In the embodiment according to claim 7 it is advantageous that distributed over the circumference a better distribution or distribution of the supplied and discharged pressure medium in or out the cylinder space can be done. Furthermore, as well as for the printing medium used a storage space can be created.

As a result of the development according to claim 8, it is achieved that no pressure medium can emerge unintentionally from the pressure cylinder, starting from the distribution channel, on the side facing away from the cylinder bottom.

As a result of the embodiment according to claim 9, a further additional support and guidance of the piston rod within the rod guide unit can be achieved. In this case, the further piston rod guide device can be formed either directly by the rod guide unit itself or by its own insert part. By providing the at least one further piston rod guide device, however, a high guidance accuracy of the piston rod in the rod guide unit can be achieved and, moreover, even the surface load can be reduced.
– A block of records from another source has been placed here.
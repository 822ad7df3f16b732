//! Fixed-window login rate limiting.
//!
//! Counters live in process memory behind a mutex, keyed by `"<client ip>:<email>"`.
//! Nothing is shared between instances.

use std::{
    collections::HashMap,
    sync::Mutex,
    time::{Duration, Instant},
};

/// Table size above which expired records are swept on the next check.
const PRUNE_THRESHOLD: usize = 10_000;

/// Rate limit configuration
#[derive(Debug, Clone)]
pub struct RateLimitConfig {
    /// Maximum attempts allowed in the window
    pub max_requests: u32,
    /// Time window duration
    pub window: Duration,
}

impl Default for RateLimitConfig {
    /// Five login attempts per minute.
    fn default() -> Self {
        Self {
            max_requests: 5,
            window: Duration::from_secs(60),
        }
    }
}

impl RateLimitConfig {
    pub fn new(max_requests: u32, window: Duration) -> Self {
        Self {
            max_requests,
            window,
        }
    }
}

/// Outcome of a single check.
#[derive(Debug, Clone, PartialEq, Eq)]
pub enum RateLimitDecision {
    Allowed { remaining: u32 },
    Limited { retry_after: Duration },
}

impl RateLimitDecision {
    pub fn is_allowed(&self) -> bool {
        matches!(self, RateLimitDecision::Allowed { .. })
    }
}

#[derive(Debug, Clone, Copy)]
struct AttemptRecord {
    count: u32,
    expires_at: Instant,
}

/// LoginRateLimiter
///
/// Single owner of the attempt table. Cheap to share behind an `Arc`.
#[derive(Debug, Default)]
pub struct LoginRateLimiter {
    config: RateLimitConfig,
    attempts: Mutex<HashMap<String, AttemptRecord>>,
}

impl LoginRateLimiter {
    pub fn new(config: RateLimitConfig) -> Self {
        Self {
            config,
            attempts: Mutex::new(HashMap::new()),
        }
    }

    pub fn key(client_ip: &str, email: &str) -> String {
        format!("{client_ip}:{email}")
    }

    pub fn check(&self, key: &str) -> RateLimitDecision {
        self.check_at(key, Instant::now())
    }

    /// Records an attempt for `key` at `now` and decides whether it may proceed.
    ///
    /// A missing or expired record is replaced with a fresh window holding one attempt.
    /// Rejected attempts do not extend the window.
    pub fn check_at(&self, key: &str, now: Instant) -> RateLimitDecision {
        let mut attempts = self
            .attempts
            .lock()
            .unwrap_or_else(|poisoned| poisoned.into_inner());

        if attempts.len() > PRUNE_THRESHOLD {
            attempts.retain(|_, record| record.expires_at > now);
        }

        match attempts.get_mut(key) {
            Some(record) if record.expires_at > now => {
                if record.count >= self.config.max_requests {
                    return RateLimitDecision::Limited {
                        retry_after: record.expires_at - now,
                    };
                }
                record.count += 1;
                RateLimitDecision::Allowed {
                    remaining: self.config.max_requests - record.count,
                }
            }
            _ => {
                attempts.insert(
                    key.to_string(),
                    AttemptRecord {
                        count: 1,
                        expires_at: now + self.config.window,
                    },
                );
                RateLimitDecision::Allowed {
                    remaining: self.config.max_requests.saturating_sub(1),
                }
            }
        }
    }

    pub fn tracked_keys(&self) -> usize {
        self.attempts
            .lock()
            .map(|attempts| attempts.len())
            .unwrap_or_else(|poisoned| poisoned.into_inner().len())
    }
}

#[cfg(test)]
mod tests {
    use super::*;

    #[test]
    fn sixth_attempt_in_window_is_limited() {
        let limiter = LoginRateLimiter::default();
        let now = Instant::now();
        let key = LoginRateLimiter::key("10.0.0.1", "jake@jake.jake");

        for expected_remaining in (0..5).rev() {
            assert_eq!(
                limiter.check_at(&key, now),
                RateLimitDecision::Allowed {
                    remaining: expected_remaining
                }
            );
        }

        assert!(!limiter.check_at(&key, now + Duration::from_secs(1)).is_allowed());
    }

    #[test]
    fn window_resets_after_expiry() {
        let limiter = LoginRateLimiter::default();
        let start = Instant::now();
        let key = "1.1.1.1:a@b.c";

        for _ in 0..5 {
            limiter.check_at(key, start);
        }
        assert!(!limiter.check_at(key, start + Duration::from_secs(59)).is_allowed());
        assert_eq!(
            limiter.check_at(key, start + Duration::from_secs(60)),
            RateLimitDecision::Allowed { remaining: 4 }
        );
    }

    #[test]
    fn keys_are_independent() {
        let limiter = LoginRateLimiter::new(RateLimitConfig::new(1, Duration::from_secs(60)));
        let now = Instant::now();

        assert!(limiter.check_at("ip:a@x.io", now).is_allowed());
        assert!(!limiter.check_at("ip:a@x.io", now).is_allowed());
        assert!(limiter.check_at("ip:b@x.io", now).is_allowed());
        assert!(limiter.check_at("other-ip:a@x.io", now).is_allowed());
        assert_eq!(limiter.tracked_keys(), 3);
    }

    #[test]
    fn limited_reports_time_left_in_window() {
        let limiter = LoginRateLimiter::new(RateLimitConfig::new(1, Duration::from_secs(60)));
        let now = Instant::now();
        limiter.check_at("k", now);

        assert_eq!(
            limiter.check_at("k", now + Duration::from_secs(15)),
            RateLimitDecision::Limited {
                retry_after: Duration::from_secs(45)
            }
        );
    }
}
Finally, however, an embodiment as described in claim 10, possible because thereby in the region of the cylinder tube, which is formed in such an embodiment by a support structure and a composite structure, a transection of the composite structure, in particular their threads and / or filament bundles through the Attachment of a pressure medium connection can be prevented. Thus, further, the production, in particular of the cylinder tube to form the cylinder housing can be made simpler and the strength can be increased. In addition, however, a consistently smooth surface without interruptions can also be created in the region of the inner surface of the inner tube. As a result, on the one hand the mass and, associated therewith, the dead weight can be reduced and on the other hand the service life can be increased by means of uninterrupted or arranged threads or bundles of filaments. But this can also be saved subsequent processing costs, whereby the manufacturing costs are not unnecessarily increased.
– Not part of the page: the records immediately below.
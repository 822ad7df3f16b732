use std::collections::{HashMap, HashSet};

use async_trait::async_trait;
use sqlx::{PgPool, Postgres, query_builder::QueryBuilder};

use super::{RepoResult, Repository};
use crate::models::{
    ArticleChanges, ArticleFilter, ArticleRecord, CommentRecord, NewArticle, NewUser, Tag, User,
    UserChanges,
};

const USER_COLUMNS: &str =
    "id, username, email, password_hash, bio, image, created_at, updated_at";

/// Article rows joined with the author and an aggregated, name-sorted tag list.
/// Callers append a `WHERE` clause and then [`ARTICLE_GROUP_BY`].
const ARTICLE_SELECT: &str = r#"
    SELECT a.id, a.slug, a.title, a.description, a.body, a.author_id,
           u.username AS author_username, u.bio AS author_bio, u.image AS author_image,
           COALESCE(
               array_agg(t.name ORDER BY t.name) FILTER (WHERE t.name IS NOT NULL),
               '{}'
           ) AS tag_list,
           a.created_at, a.updated_at
    FROM articles a
    JOIN users u ON u.id = a.author_id
    LEFT JOIN article_tags atg ON atg.article_id = a.id
    LEFT JOIN tags t ON t.id = atg.tag_id
"#;

const ARTICLE_GROUP_BY: &str = " GROUP BY a.id, u.id";

const COMMENT_SELECT: &str = r#"
    SELECT c.id, c.body, c.article_id, c.author_id,
           u.username AS author_username, u.bio AS author_bio, u.image AS author_image,
           c.created_at, c.updated_at
    FROM comments c
    JOIN users u ON u.id = c.author_id
"#;

/// PostgresRepository
///
/// [`Repository`] backed by PostgreSQL through a shared connection pool.
pub struct PostgresRepository {
    pool: PgPool,
}

impl PostgresRepository {
    pub fn new(pool: PgPool) -> Self {
        Self { pool }
    }
}

/// Appends the listing filters to a query whose `FROM` clause aliases articles as `a`
/// and users as `u`.
fn push_article_filters(builder: &mut QueryBuilder<'_, Postgres>, filter: &ArticleFilter) {
    builder.push(" WHERE TRUE");

    if let Some(tag) = &filter.tag {
        builder.push(
            " AND EXISTS (SELECT 1 FROM article_tags ft JOIN tags tn ON tn.id = ft.tag_id \
             WHERE ft.article_id = a.id AND tn.name = ",
        );
        builder.push_bind(tag.clone());
        builder.push(")");
    }

    if let Some(author) = &filter.author {
        builder.push(" AND u.username = ");
        builder.push_bind(author.clone());
    }

    if let Some(user_id) = filter.favorited_by {
        builder.push(" AND EXISTS (SELECT 1 FROM favorites f WHERE f.article_id = a.id AND f.user_id = ");
        builder.push_bind(user_id);
        builder.push(")");
    }
}

#[async_trait]
impl Repository for PostgresRepository {
    async fn ping(&self) -> RepoResult<()> {
        sqlx::query("SELECT 1").execute(&self.pool).await?;
        Ok(())
    }

    // --- USERS ---

    async fn find_user_by_id(&self, id: i64) -> RepoResult<Option<User>> {
        let sql = format!("SELECT {USER_COLUMNS} FROM users WHERE id = $1");
        Ok(sqlx::query_as::<_, User>(&sql)
            .bind(id)
            .fetch_optional(&self.pool)
            .await?)
    }

    async fn find_user_by_email(&self, email: &str) -> RepoResult<Option<User>> {
        let sql = format!("SELECT {USER_COLUMNS} FROM users WHERE email = $1");
        Ok(sqlx::query_as::<_, User>(&sql)
            .bind(email)
            .fetch_optional(&self.pool)
            .await?)
    }

    async fn find_user_by_username(&self, username: &str) -> RepoResult<Option<User>> {
        // Usernames are not unique in the schema; the oldest account wins.
        let sql =
            format!("SELECT {USER_COLUMNS} FROM users WHERE username = $1 ORDER BY id LIMIT 1");
        Ok(sqlx::query_as::<_, User>(&sql)
            .bind(username)
            .fetch_optional(&self.pool)
            .await?)
    }

    async fn create_user(&self, user: NewUser) -> RepoResult<User> {
        let sql = format!(
            "INSERT INTO users (username, email, password_hash, bio, image) \
             VALUES ($1, $2, $3, $4, $5) RETURNING {USER_COLUMNS}"
        );
        Ok(sqlx::query_as::<_, User>(&sql)
            .bind(user.username)
            .bind(user.email)
            .bind(user.password_hash)
            .bind(user.bio)
            .bind(user.image)
            .fetch_one(&self.pool)
            .await?)
    }

    /// update_user
    ///
    /// `COALESCE` covers the plain optional columns. `bio` and `image` can be cleared, so
    /// each gets a "was it sent" flag next to its value.
    async fn update_user(&self, id: i64, changes: UserChanges) -> RepoResult<Option<User>> {
        let sql = format!(
            r#"
            UPDATE users
            SET username = COALESCE($2, username),
                email = COALESCE($3, email),
                password_hash = COALESCE($4, password_hash),
                bio = CASE WHEN $5::boolean THEN $6::text ELSE bio END,
                image = CASE WHEN $7::boolean THEN $8::text ELSE image END,
                updated_at = NOW()
            WHERE id = $1
            RETURNING {USER_COLUMNS}
            "#
        );
        Ok(sqlx::query_as::<_, User>(&sql)
            .bind(id)
            .bind(changes.username)
            .bind(changes.email)
            .bind(changes.password_hash)
            .bind(changes.bio.is_some())
            .bind(changes.bio.flatten())
            .bind(changes.image.is_some())
            .bind(changes.image.flatten())
            .fetch_optional(&self.pool)
            .await?)
    }

    // --- ARTICLES ---

    async fn find_article_by_id(&self, id: i64) -> RepoResult<Option<ArticleRecord>> {
        let mut builder: QueryBuilder<Postgres> = QueryBuilder::new(ARTICLE_SELECT);
        builder.push(" WHERE a.id = ");
        builder.push_bind(id);
        builder.push(ARTICLE_GROUP_BY);
        Ok(builder
            .build_query_as::<ArticleRecord>()
            .fetch_optional(&self.pool)
            .await?)
    }

    async fn find_article_by_slug(&self, slug: &str) -> RepoResult<Option<ArticleRecord>> {
        let mut builder: QueryBuilder<Postgres> = QueryBuilder::new(ARTICLE_SELECT);
        builder.push(" WHERE a.slug = ");
        builder.push_bind(slug);
        builder.push(ARTICLE_GROUP_BY);
        Ok(builder
            .build_query_as::<ArticleRecord>()
            .fetch_optional(&self.pool)
            .await?)
    }

    async fn slug_taken(&self, slug: &str, exclude: Option<i64>) -> RepoResult<bool> {
        Ok(sqlx::query_scalar::<_, bool>(
            "SELECT EXISTS (SELECT 1 FROM articles WHERE slug = $1 AND ($2::bigint IS NULL OR id <> $2))",
        )
        .bind(slug)
        .bind(exclude)
        .fetch_one(&self.pool)
        .await?)
    }

    async fn create_article(&self, article: NewArticle) -> RepoResult<i64> {
        Ok(sqlx::query_scalar::<_, i64>(
            "INSERT INTO articles (slug, title, description, body, author_id) \
             VALUES ($1, $2, $3, $4, $5) RETURNING id",
        )
        .bind(article.slug)
        .bind(article.title)
        .bind(article.description)
        .bind(article.body)
        .bind(article.author_id)
        .fetch_one(&self.pool)
        .await?)
    }

    async fn update_article(&self, id: i64, changes: ArticleChanges) -> RepoResult<()> {
        sqlx::query(
            r#"
            UPDATE articles
            SET slug = COALESCE($2, slug),
                title = COALESCE($3, title),
                description = COALESCE($4, description),
                body = COALESCE($5, body),
                updated_at = NOW()
            WHERE id = $1
            "#,
        )
        .bind(id)
        .bind(changes.slug)
        .bind(changes.title)
        .bind(changes.description)
        .bind(changes.body)
        .execute(&self.pool)
        .await?;
        Ok(())
    }

    async fn delete_article(&self, id: i64) -> RepoResult<bool> {
        let result = sqlx::query("DELETE FROM articles WHERE id = $1")
            .bind(id)
            .execute(&self.pool)
            .await?;
        Ok(result.rows_affected() > 0)
    }

    /// list_articles
    ///
    /// Two statements built from the same filters: a `COUNT` over every match, then the
    /// requested page ordered by `created_at DESC, id DESC`.
    async fn list_articles(&self, filter: &ArticleFilter) -> RepoResult<(Vec<ArticleRecord>, i64)> {
        let mut count: QueryBuilder<Postgres> = QueryBuilder::new(
            "SELECT COUNT(*) FROM articles a JOIN users u ON u.id = a.author_id",
        );
        push_article_filters(&mut count, filter);
        let total = count
            .build_query_scalar::<i64>()
            .fetch_one(&self.pool)
            .await?;

        let mut page: QueryBuilder<Postgres> = QueryBuilder::new(ARTICLE_SELECT);
        push_article_filters(&mut page, filter);
        page.push(ARTICLE_GROUP_BY);
        page.push(" ORDER BY a.created_at DESC, a.id DESC LIMIT ");
        page.push_bind(filter.limit);
        page.push(" OFFSET ");
        page.push_bind(filter.offset);

        let articles = page
            .build_query_as::<ArticleRecord>()
            .fetch_all(&self.pool)
            .await?;

        Ok((articles, total))
    }

    // --- TAGS ---

    async fn find_or_create_tags(&self, names: &[String]) -> RepoResult<Vec<Tag>> {
        let mut tags = Vec::with_capacity(names.len());
        for name in names {
            // The no-op update makes RETURNING yield the existing row on conflict.
            let tag = sqlx::query_as::<_, Tag>(
                "INSERT INTO tags (name) VALUES ($1) \
                 ON CONFLICT (name) DO UPDATE SET name = EXCLUDED.name RETURNING id, name",
            )
            .bind(name)
            .fetch_one(&self.pool)
            .await?;
            tags.push(tag);
        }
        Ok(tags)
    }

    async fn set_article_tags(&self, article_id: i64, tag_ids: &[i64]) -> RepoResult<()> {
        sqlx::query("DELETE FROM article_tags WHERE article_id = $1")
            .bind(article_id)
            .execute(&self.pool)
            .await?;

        if !tag_ids.is_empty() {
            sqlx::query(
                "INSERT INTO article_tags (article_id, tag_id) \
                 SELECT $1, UNNEST($2::bigint[]) ON CONFLICT DO NOTHING",
            )
            .bind(article_id)
            .bind(tag_ids.to_vec())
            .execute(&self.pool)
            .await?;
        }
        Ok(())
    }

    async fn list_tags(&self) -> RepoResult<Vec<String>> {
        Ok(sqlx::query_scalar::<_, String>("SELECT name FROM tags ORDER BY name")
            .fetch_all(&self.pool)
            .await?)
    }

    // --- FAVORITES ---

    async fn add_favorite(&self, article_id: i64, user_id: i64) -> RepoResult<bool> {
        let result = sqlx::query(
            "INSERT INTO favorites (article_id, user_id) VALUES ($1, $2) ON CONFLICT DO NOTHING",
        )
        .bind(article_id)
        .bind(user_id)
        .execute(&self.pool)
        .await?;
        Ok(result.rows_affected() > 0)
    }

    async fn remove_favorite(&self, article_id: i64, user_id: i64) -> RepoResult<bool> {
        let result = sqlx::query("DELETE FROM favorites WHERE article_id = $1 AND user_id = $2")
            .bind(article_id)
            .bind(user_id)
            .execute(&self.pool)
            .await?;
        Ok(result.rows_affected() > 0)
    }

    async fn favorite_counts(&self, article_ids: &[i64]) -> RepoResult<HashMap<i64, i64>> {
        if article_ids.is_empty() {
            return Ok(HashMap::new());
        }
        let rows = sqlx::query_as::<_, (i64, i64)>(
            "SELECT article_id, COUNT(*) FROM favorites WHERE article_id = ANY($1) GROUP BY article_id",
        )
        .bind(article_ids.to_vec())
        .fetch_all(&self.pool)
        .await?;
        Ok(rows.into_iter().collect())
    }

    async fn favorited_by(&self, user_id: i64, article_ids: &[i64]) -> RepoResult<HashSet<i64>> {
        if article_ids.is_empty() {
            return Ok(HashSet::new());
        }
        let rows = sqlx::query_scalar::<_, i64>(
            "SELECT article_id FROM favorites WHERE user_id = $1 AND article_id = ANY($2)",
        )
        .bind(user_id)
        .bind(article_ids.to_vec())
        .fetch_all(&self.pool)
        .await?;
        Ok(rows.into_iter().collect())
    }

    // --- COMMENTS ---

    /// create_comment
    ///
    /// Inserts and joins the author in one round trip through a CTE.
    async fn create_comment(
        &self,
        article_id: i64,
        author_id: i64,
        body: &str,
    ) -> RepoResult<CommentRecord> {
        Ok(sqlx::query_as::<_, CommentRecord>(
            r#"
            WITH c AS (
                INSERT INTO comments (body, article_id, author_id) VALUES ($1, $2, $3)
                RETURNING id, body, article_id, author_id, created_at, updated_at
            )
            SELECT c.id, c.body, c.article_id, c.author_id,
                   u.username AS author_username, u.bio AS author_bio, u.image AS author_image,
                   c.created_at, c.updated_at
            FROM c JOIN users u ON u.id = c.author_id
            "#,
        )
        .bind(body)
        .bind(article_id)
        .bind(author_id)
        .fetch_one(&self.pool)
        .await?)
    }

    async fn list_comments(&self, article_id: i64) -> RepoResult<Vec<CommentRecord>> {
        let sql = format!(
            "{COMMENT_SELECT} WHERE c.article_id = $1 ORDER BY c.created_at DESC, c.id DESC"
        );
        Ok(sqlx::query_as::<_, CommentRecord>(&sql)
            .bind(article_id)
            .fetch_all(&self.pool)
            .await?)
    }

    async fn find_comment(&self, id: i64) -> RepoResult<Option<CommentRecord>> {
        let sql = format!("{COMMENT_SELECT} WHERE c.id = $1");
        Ok(sqlx::query_as::<_, CommentRecord>(&sql)
            .bind(id)
            .fetch_optional(&self.pool)
            .await?)
    }

    async fn delete_comment(&self, id: i64) -> RepoResult<bool> {
        let result = sqlx::query("DELETE FROM comments WHERE id = $1")
            .bind(id)
            .execute(&self.pool)
            .await?;
        Ok(result.rows_affected() > 0)
    }
}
For a better understanding of the invention, this will be explained in more detail with reference to the following figures.
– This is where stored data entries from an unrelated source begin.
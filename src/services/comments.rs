use crate::{
    error::{AppError, AppResult},
    models::{ArticleRecord, CommentView, CreateComment},
    repository::Repository,
};

async fn find_article(repo: &dyn Repository, slug: &str) -> AppResult<ArticleRecord> {
    repo.find_article_by_slug(slug)
        .await?
        .ok_or_else(|| AppError::not_found("Article not found"))
}

/// `POST /articles/{slug}/comments`.
pub async fn add_comment(
    repo: &dyn Repository,
    author_id: i64,
    slug: &str,
    input: CreateComment,
) -> AppResult<CommentView> {
    input.validate()?;

    let article = find_article(repo, slug).await?;
    if repo.find_user_by_id(author_id).await?.is_none() {
        return Err(AppError::not_found("User not found"));
    }

    let comment = repo
        .create_comment(article.id, author_id, &input.body)
        .await?;
    tracing::info!(comment_id = comment.id, article_id = article.id, "comment added");
    Ok(comment.into())
}

/// `GET /articles/{slug}/comments`, newest first.
pub async fn list_comments(repo: &dyn Repository, slug: &str) -> AppResult<Vec<CommentView>> {
    let article = find_article(repo, slug).await?;
    let comments = repo.list_comments(article.id).await?;
    Ok(comments.into_iter().map(CommentView::from).collect())
}

/// delete_comment
///
/// `DELETE /articles/{slug}/comments/{id}`. The comment must belong to the article named in
/// the path, and only its author may remove it.
pub async fn delete_comment(
    repo: &dyn Repository,
    user_id: i64,
    slug: &str,
    comment_id: i64,
) -> AppResult<()> {
    let article = find_article(repo, slug).await?;

    let comment = repo
        .find_comment(comment_id)
        .await?
        .filter(|c| c.article_id == article.id)
        .ok_or_else(|| AppError::not_found("Comment not found"))?;

    if comment.author_id != user_id {
        return Err(AppError::forbidden("You can only delete your own comments"));
    }

    repo.delete_comment(comment.id).await?;
    tracing::info!(comment_id, article_id = article.id, "comment deleted");
    Ok(())
}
In each case, in a highly simplified, schematic representation: 1 shows a pressure cylinder with a formed between the piston rod and the rod guide unit arrangement of the pressure medium supply, in axial section. FIG. 2 shows the rod guide unit with the piston rod guide device according to FIG.

 1, in axial section;

Fig. 3 shows another embodiment of the piston rod guide device of a rod guide unit, in axial section.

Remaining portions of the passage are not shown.